[Records excerpted from a collection]
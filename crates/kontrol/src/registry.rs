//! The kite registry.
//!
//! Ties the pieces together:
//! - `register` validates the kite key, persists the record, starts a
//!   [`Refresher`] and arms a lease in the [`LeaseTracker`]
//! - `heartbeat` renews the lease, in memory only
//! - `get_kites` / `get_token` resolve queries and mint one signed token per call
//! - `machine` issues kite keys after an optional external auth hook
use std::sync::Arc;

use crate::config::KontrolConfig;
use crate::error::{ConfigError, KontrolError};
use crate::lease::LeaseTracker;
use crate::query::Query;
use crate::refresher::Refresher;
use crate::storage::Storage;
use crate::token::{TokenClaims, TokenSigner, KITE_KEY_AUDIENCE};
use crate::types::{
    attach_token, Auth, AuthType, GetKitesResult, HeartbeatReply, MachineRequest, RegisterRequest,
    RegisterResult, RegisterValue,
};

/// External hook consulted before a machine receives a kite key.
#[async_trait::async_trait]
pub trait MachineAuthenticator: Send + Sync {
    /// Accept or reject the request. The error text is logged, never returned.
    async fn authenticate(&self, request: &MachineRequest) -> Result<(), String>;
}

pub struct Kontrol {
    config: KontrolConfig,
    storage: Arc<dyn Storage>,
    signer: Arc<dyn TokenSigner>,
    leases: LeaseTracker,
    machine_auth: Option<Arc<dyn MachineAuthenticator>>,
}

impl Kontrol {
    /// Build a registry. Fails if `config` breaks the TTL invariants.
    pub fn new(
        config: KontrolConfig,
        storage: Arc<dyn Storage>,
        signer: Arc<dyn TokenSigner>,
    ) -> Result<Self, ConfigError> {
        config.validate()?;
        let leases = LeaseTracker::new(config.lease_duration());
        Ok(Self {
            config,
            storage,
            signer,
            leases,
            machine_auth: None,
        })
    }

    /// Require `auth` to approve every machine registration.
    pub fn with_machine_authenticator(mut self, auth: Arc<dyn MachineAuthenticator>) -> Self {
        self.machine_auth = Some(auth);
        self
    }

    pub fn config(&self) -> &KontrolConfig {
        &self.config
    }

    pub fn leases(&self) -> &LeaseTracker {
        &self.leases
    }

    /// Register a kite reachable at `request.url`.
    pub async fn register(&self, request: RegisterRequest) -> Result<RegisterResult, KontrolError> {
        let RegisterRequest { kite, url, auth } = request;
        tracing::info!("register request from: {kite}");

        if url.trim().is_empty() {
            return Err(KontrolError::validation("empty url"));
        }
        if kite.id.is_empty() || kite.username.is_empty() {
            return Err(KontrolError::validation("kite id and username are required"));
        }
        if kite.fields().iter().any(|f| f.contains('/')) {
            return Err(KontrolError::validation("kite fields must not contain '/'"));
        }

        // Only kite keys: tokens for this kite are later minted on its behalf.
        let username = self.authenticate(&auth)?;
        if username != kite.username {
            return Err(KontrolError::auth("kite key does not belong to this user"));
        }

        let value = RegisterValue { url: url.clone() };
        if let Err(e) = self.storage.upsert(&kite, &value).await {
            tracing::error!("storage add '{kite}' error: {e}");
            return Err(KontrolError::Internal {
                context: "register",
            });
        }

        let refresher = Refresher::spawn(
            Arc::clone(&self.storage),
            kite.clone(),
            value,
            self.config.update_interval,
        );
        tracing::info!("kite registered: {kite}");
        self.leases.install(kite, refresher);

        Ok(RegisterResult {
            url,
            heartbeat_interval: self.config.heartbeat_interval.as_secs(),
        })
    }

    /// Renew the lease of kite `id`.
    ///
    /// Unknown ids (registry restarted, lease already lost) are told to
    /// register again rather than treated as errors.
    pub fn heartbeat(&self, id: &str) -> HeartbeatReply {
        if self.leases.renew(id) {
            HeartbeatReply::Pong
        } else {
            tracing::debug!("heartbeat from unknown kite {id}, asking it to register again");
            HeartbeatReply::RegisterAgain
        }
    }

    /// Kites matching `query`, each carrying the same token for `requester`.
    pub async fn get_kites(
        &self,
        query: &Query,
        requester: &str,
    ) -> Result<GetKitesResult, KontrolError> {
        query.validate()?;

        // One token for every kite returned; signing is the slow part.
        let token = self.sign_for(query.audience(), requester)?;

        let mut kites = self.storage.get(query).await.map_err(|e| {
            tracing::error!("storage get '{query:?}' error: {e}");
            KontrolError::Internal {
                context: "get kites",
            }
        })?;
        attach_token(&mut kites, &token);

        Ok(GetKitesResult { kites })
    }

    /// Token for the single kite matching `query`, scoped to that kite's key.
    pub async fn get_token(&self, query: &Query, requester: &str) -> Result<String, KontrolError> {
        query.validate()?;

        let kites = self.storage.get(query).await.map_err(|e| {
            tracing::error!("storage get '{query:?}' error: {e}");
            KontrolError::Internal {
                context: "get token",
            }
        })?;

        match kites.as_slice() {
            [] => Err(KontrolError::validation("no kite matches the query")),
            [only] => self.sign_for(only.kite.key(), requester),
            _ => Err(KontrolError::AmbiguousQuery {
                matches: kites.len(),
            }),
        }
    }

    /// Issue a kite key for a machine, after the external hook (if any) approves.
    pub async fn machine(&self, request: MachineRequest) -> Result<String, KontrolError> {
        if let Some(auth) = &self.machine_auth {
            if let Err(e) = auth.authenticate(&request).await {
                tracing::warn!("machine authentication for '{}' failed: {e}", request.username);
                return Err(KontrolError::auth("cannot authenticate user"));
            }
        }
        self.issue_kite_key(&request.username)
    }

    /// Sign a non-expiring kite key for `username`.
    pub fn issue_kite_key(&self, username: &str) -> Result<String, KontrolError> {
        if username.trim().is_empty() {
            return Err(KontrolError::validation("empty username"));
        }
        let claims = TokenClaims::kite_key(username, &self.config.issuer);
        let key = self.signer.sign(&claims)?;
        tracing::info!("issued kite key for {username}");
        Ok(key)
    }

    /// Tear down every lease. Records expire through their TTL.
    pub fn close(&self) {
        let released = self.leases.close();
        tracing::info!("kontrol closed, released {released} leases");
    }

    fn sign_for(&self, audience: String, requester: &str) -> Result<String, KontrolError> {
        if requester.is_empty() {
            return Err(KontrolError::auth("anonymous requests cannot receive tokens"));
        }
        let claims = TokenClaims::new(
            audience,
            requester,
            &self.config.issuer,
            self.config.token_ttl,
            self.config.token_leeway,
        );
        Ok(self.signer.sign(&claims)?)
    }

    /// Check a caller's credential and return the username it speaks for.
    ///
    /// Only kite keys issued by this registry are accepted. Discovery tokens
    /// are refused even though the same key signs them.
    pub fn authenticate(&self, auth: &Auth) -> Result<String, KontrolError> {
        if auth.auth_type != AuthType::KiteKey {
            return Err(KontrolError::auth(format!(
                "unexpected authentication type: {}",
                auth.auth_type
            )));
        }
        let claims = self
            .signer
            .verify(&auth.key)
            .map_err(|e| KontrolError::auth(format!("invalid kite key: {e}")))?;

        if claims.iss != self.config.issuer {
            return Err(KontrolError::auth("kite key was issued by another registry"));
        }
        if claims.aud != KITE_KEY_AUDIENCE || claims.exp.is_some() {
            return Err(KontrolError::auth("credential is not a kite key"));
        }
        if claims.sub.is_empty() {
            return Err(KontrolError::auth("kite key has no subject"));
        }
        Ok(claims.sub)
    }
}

## Directions for this task
Review the entries above and return every line where "await" appears.

## Answer for the task
        if let Err(e) = self.storage.upsert(&kite, &value).await {
        let mut kites = self.storage.get(query).await.map_err(|e| {
        let kites = self.storage.get(query).await.map_err(|e| {
            if let Err(e) = auth.authenticate(&request).await {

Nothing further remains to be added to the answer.